“FAZER O QUÊ, NÉ”!
As pessoas hoje se entregaram, como se nada mais pudesse ser feito para mudar a situação. São como robôs comandados pelas ordens dos mandatários no poder, e se sentem reféns dos acontecimentos ruins que prejudicam nossas vidas.
É como se não tivéssemos mais direitos de reivindicar e protestar contra os desmandos e arbitrariedades. Como se não fossemos donos de nós mesmos. Somos objetos inocentes úteis dos deveres.
Quantas vezes já ouvimos esta expressão “fazer o quê, né” quando as administrações públicas aumentam o valor dos transportes públicos, as empresas elevam os custos da energia e da água, os combustíveis sobem, projetos de lei são absurdos e a violência brutal bate em nossas portas ceifando vidas que pouco valem.
Quando fenômenos anormais da natureza provocam tragédias, o pobre tem cinco ou seis filhos, as coisas não ocorrem como se queria e até as injustiças sociais atingem os mais fracos, sempre ouvimos que “foi Deus que assim quis”, como se não tivéssemos mais opções de decidir nossos caminhos.
“Queremos justiça”, que nunca chega, ou quando se alcança é tardia e não é justa na medida do crime cometido pelo agressor. É outra frase comum quando algum amigo, parente, ente querido da família é atingido por uma bala perdida ou pela truculência da polícia.
“Não podemos fazer nada” é outro termo irmão do “fazer o quê, né”! “É assim que a banda toca, meu amigo”, e não é com seu clamor e revolta que vai mudar o mundo. Êta vidinha acomodada e submissa que se perdeu na desilusão de que as coisas não podem mais mudar! Não adianta espernear! “É perda de tempo”!
Chegamos ao fundo do poço (ainda tem mais fundo) do comodismo, do individualismo, da indiferença e da falta de indignação onde cada um no mundo de hoje só pensa em si e acha que lutar pelo coletivo basta dar uma doação para uma campanha (sai uma e entra outra) de brinquedos ou alimentos em final de ano (Natal), ou para socorrer vítimas de catástrofes. Temos consciência política beirando a zero.
Nos tempos que não existiam internet e celular, nem redes sociais de milhões de visualizações e seguidores de besteiróis, multidões marchavam nas ruas, praças e avenidas na busca pelos seus direitos humanos e era “um por todos e todos por um”. Isto tudo se acabou e nem existem mais amigos de verdade, como antigamente, do tipo “certo nas horas incertas”.
Sentimos atualmente um vazio no peito quando observamos que as pessoas se entregaram à própria sorte, se isolaram e perderam a esperança de que sonhar juntos pode mudar os fatos ao nosso favor.

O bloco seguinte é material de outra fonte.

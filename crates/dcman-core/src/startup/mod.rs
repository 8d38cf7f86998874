//! Application startup utilities
//!
//! Configuration loading and logging initialization, invoked once by the
//! `dcman` binary before the plugin table is registered.

mod config;
mod logging;

pub use config::Configuration;
pub use logging::{LoggingConfig, init_logging};
//! Dcman Plugin - Plugin SPI definitions
//!
//! This crate provides:
//! - The `DeviceConf` trait every vendor/product plugin implements
//! - `PluginDescriptor`: a plugin's registration claim (vendor, products, roles)
//! - `PluginRegistry`: vendor-keyed registry with best-match resolution
//! - The configuration model shared between the manager and the plugins

use async_trait::async_trait;

pub mod descriptor;
pub mod model;
pub mod registry;

pub use descriptor::{ConfFactory, PluginDescriptor};
pub use model::{CommitResult, ConfigDelta, ConfigOp, DeviceFacts, DeviceMeta};
pub use registry::{PluginRegistry, ResolvedPlugin};

use dcman_common::DcmanError;

/// Device-configuration plugin contract.
///
/// One instance is bound per managed device; the manager drives the
/// lifecycle in order: `initialize`, any number of `fetch_facts` /
/// `push_config` calls, then `shutdown`.
#[async_trait]
pub trait DeviceConf: Send + Sync {
    /// Plugin name, unique across the registry
    fn name(&self) -> &str;

    /// Vendor this instance configures
    fn vendor(&self) -> &str;

    /// Establish the device session and verify reachability
    async fn initialize(&self) -> Result<(), DcmanError>;

    /// Collect device identity facts (model, OS version, serial)
    async fn fetch_facts(&self) -> Result<DeviceFacts, DcmanError>;

    /// Render and commit a configuration delta on the device
    async fn push_config(&self, delta: &ConfigDelta) -> Result<CommitResult, DcmanError>;

    /// Tear down the device session
    async fn shutdown(&self) -> Result<(), DcmanError>;
}
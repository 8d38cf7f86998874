//! QFX-family plugin for dcman
//!
//! `QfxConf` serves Juniper QFX switches in leaf and spine roles. It
//! composes the juniper baseline, adds VXLAN/EVPN switch scaffolding on
//! leaf pushes, and rejects operations QFX platforms do not support.

use std::sync::Arc;

use async_trait::async_trait;
use dcman_common::{DcmanError, DeviceRole, VENDOR_JUNIPER};
use dcman_plugin::{
    CommitResult, ConfigDelta, ConfigOp, DeviceConf, DeviceFacts, DeviceMeta, PluginDescriptor,
};
use dcman_plugin_juniper::{
    JuniperConf, LoopbackTransport, Transport, TransportFactory, render_delta,
};

/// Plugin name as it appears in the registry
pub const PLUGIN_NAME: &str = "qfx_conf";

/// Product patterns claimed by this plugin
pub const PRODUCT_PATTERNS: &[&str] = &["^qfx"];

/// Config subtrees QFX switches do not implement
const UNSUPPORTED_SUBTREES: &[&str] = &["dynamic-tunnels", "services"];

/// Switch scaffolding for leaf pushes: VXLAN encapsulation under EVPN
const LEAF_SCAFFOLDING: &[&str] = &[
    "set protocols evpn encapsulation vxlan",
    "set switch-options vtep-source-interface lo0.0",
];

pub struct QfxConf {
    base: JuniperConf,
    role: DeviceRole,
}

impl QfxConf {
    pub fn new(meta: DeviceMeta, transport: Arc<dyn Transport>) -> Self {
        let role = meta.role;
        Self {
            base: JuniperConf::with_name(PLUGIN_NAME, meta, transport),
            role,
        }
    }

    fn check_supported(&self, delta: &ConfigDelta) -> Result<(), DcmanError> {
        for op in &delta.ops {
            let root = op.path().first().map(String::as_str).unwrap_or_default();
            if UNSUPPORTED_SUBTREES.contains(&root) {
                return Err(DcmanError::UnsupportedOperation {
                    plugin: PLUGIN_NAME.to_string(),
                    operation: format!("{} {}", op_kind(op), op.path().join(" ")),
                });
            }
        }
        Ok(())
    }
}

fn op_kind(op: &ConfigOp) -> &'static str {
    match op {
        ConfigOp::Set { .. } => "set",
        ConfigOp::Delete { .. } => "delete",
    }
}

#[async_trait]
impl DeviceConf for QfxConf {
    fn name(&self) -> &str {
        PLUGIN_NAME
    }

    fn vendor(&self) -> &str {
        VENDOR_JUNIPER
    }

    async fn initialize(&self) -> Result<(), DcmanError> {
        self.base.initialize().await
    }

    async fn fetch_facts(&self) -> Result<DeviceFacts, DcmanError> {
        self.base.fetch_facts().await
    }

    async fn push_config(&self, delta: &ConfigDelta) -> Result<CommitResult, DcmanError> {
        delta.validate()?;
        self.check_supported(delta)?;
        if delta.is_empty() {
            return self.base.commit_lines(&[]).await;
        }
        let mut lines = Vec::new();
        if self.role == DeviceRole::Leaf {
            lines.extend(LEAF_SCAFFOLDING.iter().map(|s| (*s).to_string()));
        }
        lines.extend(render_delta(delta));
        self.base.commit_lines(&lines).await
    }

    async fn shutdown(&self) -> Result<(), DcmanError> {
        self.base.shutdown().await
    }
}

/// Registry descriptor with a custom transport
pub fn registration_with_transport(transport_factory: TransportFactory) -> PluginDescriptor {
    PluginDescriptor::new(
        PLUGIN_NAME,
        VENDOR_JUNIPER,
        Arc::new(move |meta: &DeviceMeta| {
            let transport = transport_factory(meta);
            Ok(Box::new(QfxConf::new(meta.clone(), transport)) as Box<dyn DeviceConf>)
        }),
    )
    .with_products(PRODUCT_PATTERNS)
    .with_roles(&[DeviceRole::Leaf, DeviceRole::Spine])
}

/// Registry descriptor for QFX-family switches
pub fn registration() -> PluginDescriptor {
    registration_with_transport(LoopbackTransport::factory())
}
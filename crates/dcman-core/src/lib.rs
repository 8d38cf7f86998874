//! Dcman Core - Device manager and built-in plugin table
//!
//! This crate provides:
//! - The declarative table of built-in plugins and `register_builtin_plugins`
//! - `DeviceManager`: per-device plugin binding and configuration dispatch
//! - Startup helpers (configuration loading, logging initialization)

pub mod manager;
pub mod plugins;
pub mod startup;

pub use manager::DeviceManager;
pub use plugins::{BUILTIN_PLUGINS, register_builtin_plugins, registry_with_builtins};
pub use startup::{Configuration, LoggingConfig, init_logging};
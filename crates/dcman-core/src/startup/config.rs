//! Application configuration loaded from config files and environment
//!
//! Sources, in override order: `conf/dcman.yml` (optional), then
//! `dcman`-prefixed environment variables (e.g. `DCMAN.LOG.DIR`).

use std::path::PathBuf;

use config::{Config, Environment, File};
use dcman_common::DcmanError;

use super::logging::LoggingConfig;

#[derive(Clone, Debug, Default)]
pub struct Configuration {
    config: Config,
}

impl Configuration {
    /// Load configuration from the default file location and environment
    pub fn new() -> Result<Self, DcmanError> {
        Self::from_file(None)
    }

    /// Load configuration, optionally from an explicit file path
    pub fn from_file(path: Option<&str>) -> Result<Self, DcmanError> {
        let mut builder = Config::builder();
        builder = match path {
            Some(p) => builder.add_source(File::with_name(p)),
            None => builder.add_source(File::with_name("conf/dcman.yml").required(false)),
        };
        let config = builder
            .add_source(Environment::with_prefix("dcman").separator(".").try_parsing(true))
            .build()
            .map_err(|e| DcmanError::ConfigError(e.to_string()))?;
        Ok(Configuration { config })
    }

    pub fn log_dir(&self) -> Option<PathBuf> {
        self.config.get_string("log.dir").ok().map(PathBuf::from)
    }

    pub fn log_level(&self) -> String {
        self.config
            .get_string("log.level")
            .unwrap_or_else(|_| "info".to_string())
    }

    /// Path to a JSON device inventory loaded at startup
    pub fn inventory_path(&self) -> Option<String> {
        self.config.get_string("inventory.path").ok()
    }

    pub fn logging_config(&self) -> LoggingConfig {
        LoggingConfig {
            dir: self.log_dir(),
            level: self.log_level(),
        }
    }
}
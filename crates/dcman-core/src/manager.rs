//! Device manager: plugin binding and configuration dispatch
//!
//! The manager owns the registry and a table of managed devices. Adding a
//! device resolves its best plugin claim and binds an initialized plugin
//! instance; pushes dispatch to that binding. A device whose vendor,
//! product, or role changes gets rebound on update.

use std::sync::Arc;

use dashmap::DashMap;
use dcman_common::DcmanError;
use dcman_plugin::{
    CommitResult, ConfigDelta, DeviceConf, DeviceFacts, DeviceMeta, PluginRegistry,
};

struct DeviceBinding {
    meta: DeviceMeta,
    plugin_name: String,
    conf: Arc<dyn DeviceConf>,
}

pub struct DeviceManager {
    registry: Arc<PluginRegistry>,
    devices: DashMap<String, DeviceBinding>,
}

impl DeviceManager {
    pub fn new(registry: Arc<PluginRegistry>) -> Self {
        Self {
            registry,
            devices: DashMap::new(),
        }
    }

    pub fn registry(&self) -> &Arc<PluginRegistry> {
        &self.registry
    }

    fn bind(&self, meta: &DeviceMeta) -> Result<DeviceBinding, DcmanError> {
        let resolved = self
            .registry
            .resolve(meta)
            .ok_or_else(|| DcmanError::PluginNotFound {
                vendor: meta.vendor.clone(),
                product: meta.product.clone(),
                role: meta.role.to_string(),
            })?;
        let conf: Arc<dyn DeviceConf> = Arc::from(resolved.instantiate(meta)?);
        Ok(DeviceBinding {
            meta: meta.clone(),
            plugin_name: resolved.descriptor.name.clone(),
            conf,
        })
    }

    /// Start managing a device: resolve, instantiate and initialize its plugin
    pub async fn add_device(&self, meta: DeviceMeta) -> Result<(), DcmanError> {
        if self.devices.contains_key(&meta.name) {
            return Err(DcmanError::DeviceAlreadyManaged(meta.name));
        }
        let binding = self.bind(&meta)?;
        binding
            .conf
            .initialize()
            .await
            .map_err(|e| DcmanError::PluginInit {
                plugin: binding.plugin_name.clone(),
                reason: e.to_string(),
            })?;
        tracing::info!(
            device = %meta.name,
            plugin = %binding.plugin_name,
            product = %meta.product,
            role = %meta.role,
            "device bound"
        );
        self.devices.insert(meta.name.clone(), binding);
        Ok(())
    }

    /// Apply an inventory update.
    ///
    /// A change to the device's vendor/product/role claim rebinds the
    /// device; other metadata changes are absorbed in place. The
    /// replacement binding is resolved and initialized before the old one
    /// is torn down, so a failed rebind leaves the device on its current
    /// plugin.
    pub async fn update_device(&self, meta: DeviceMeta) -> Result<(), DcmanError> {
        let needs_rebind = {
            let current = self
                .devices
                .get(&meta.name)
                .ok_or_else(|| DcmanError::DeviceNotFound(meta.name.clone()))?;
            !current.meta.same_claim(&meta)
        };

        if !needs_rebind {
            if let Some(mut entry) = self.devices.get_mut(&meta.name) {
                entry.meta = meta;
            }
            return Ok(());
        }

        let name = meta.name.clone();
        let binding = self.bind(&meta)?;
        binding
            .conf
            .initialize()
            .await
            .map_err(|e| DcmanError::PluginInit {
                plugin: binding.plugin_name.clone(),
                reason: e.to_string(),
            })?;
        let new_plugin = binding.plugin_name.clone();

        let old = self.devices.insert(name.clone(), binding);
        if let Some(old) = old {
            tracing::info!(
                device = %name,
                old_plugin = %old.plugin_name,
                new_plugin = %new_plugin,
                "device claim changed, rebound"
            );
            if let Err(e) = old.conf.shutdown().await {
                tracing::warn!(device = %name, error = %e, "old binding shutdown failed");
            }
        }
        Ok(())
    }

    /// Stop managing a device and shut its binding down
    pub async fn remove_device(&self, name: &str) -> Result<(), DcmanError> {
        let (_, binding) = self
            .devices
            .remove(name)
            .ok_or_else(|| DcmanError::DeviceNotFound(name.to_string()))?;
        binding.conf.shutdown().await?;
        tracing::info!(device = %name, "device unbound");
        Ok(())
    }

    /// Push a configuration delta to a managed device
    pub async fn push(&self, name: &str, delta: &ConfigDelta) -> Result<CommitResult, DcmanError> {
        let conf = self.conf_for(name)?;
        conf.push_config(delta).await
    }

    /// Collect identity facts from a managed device
    pub async fn facts(&self, name: &str) -> Result<DeviceFacts, DcmanError> {
        let conf = self.conf_for(name)?;
        conf.fetch_facts().await
    }

    /// Name of the plugin bound to a device
    pub fn plugin_for(&self, name: &str) -> Option<String> {
        self.devices.get(name).map(|b| b.plugin_name.clone())
    }

    /// Names of all managed devices, sorted
    pub fn devices(&self) -> Vec<String> {
        let mut names: Vec<String> = self.devices.iter().map(|e| e.key().clone()).collect();
        names.sort();
        names
    }

    // Clone the Arc out of the map so no guard is held across awaits
    fn conf_for(&self, name: &str) -> Result<Arc<dyn DeviceConf>, DcmanError> {
        self.devices
            .get(name)
            .map(|b| b.conf.clone())
            .ok_or_else(|| DcmanError::DeviceNotFound(name.to_string()))
    }
}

O grito de “Unidos, venceremos” ficou apenas nas palavras!
Mais do que nos primórdios das civilizações, o egoísmo de hoje é mais visível, e o outro é como se fosse o seu inimigo. Vizinho não conhece mais vizinho. Faça um teste e pergunte os nomes de seus vizinhos. Que solidariedade é essa de que tanto se fala e se propaga por aí?
As comunidades rurais, os moradores de vilas e povoados ainda cultivam a cultura do companheirismo, da camaradagem, do mutirão, do adjutório e do querer mudar para melhorar, mas nas cidades predominam o isolamento humano e a falta de respeito para com o outro.
“Fazer o quê, né”, se o sistema é assim e temos que obedecer, sem questionar! Aliás, quem reclama e questiona demais é visto como um chato que vive a se lamentar da vida. “Olha lá, lá vai aquela mala que quer mudar as coisas e o mundo” – aponta com o dedo em riste o “fazer o quê, né”.
É, meus camaradas, os tempos mudaram, muito mais para pior, e não estou sendo pessimista. “Cala-te boca, nojento”! Mas, falar da vida alheia e fazer fofocas, nisso todo mundo é craque e especialista. Julgar os atos dos outros, tem de montão. Mesmo cheio de pecados, atira pedras. É a vida, meu amigo, “fazer o quê, né”! “Só sei que é assim”!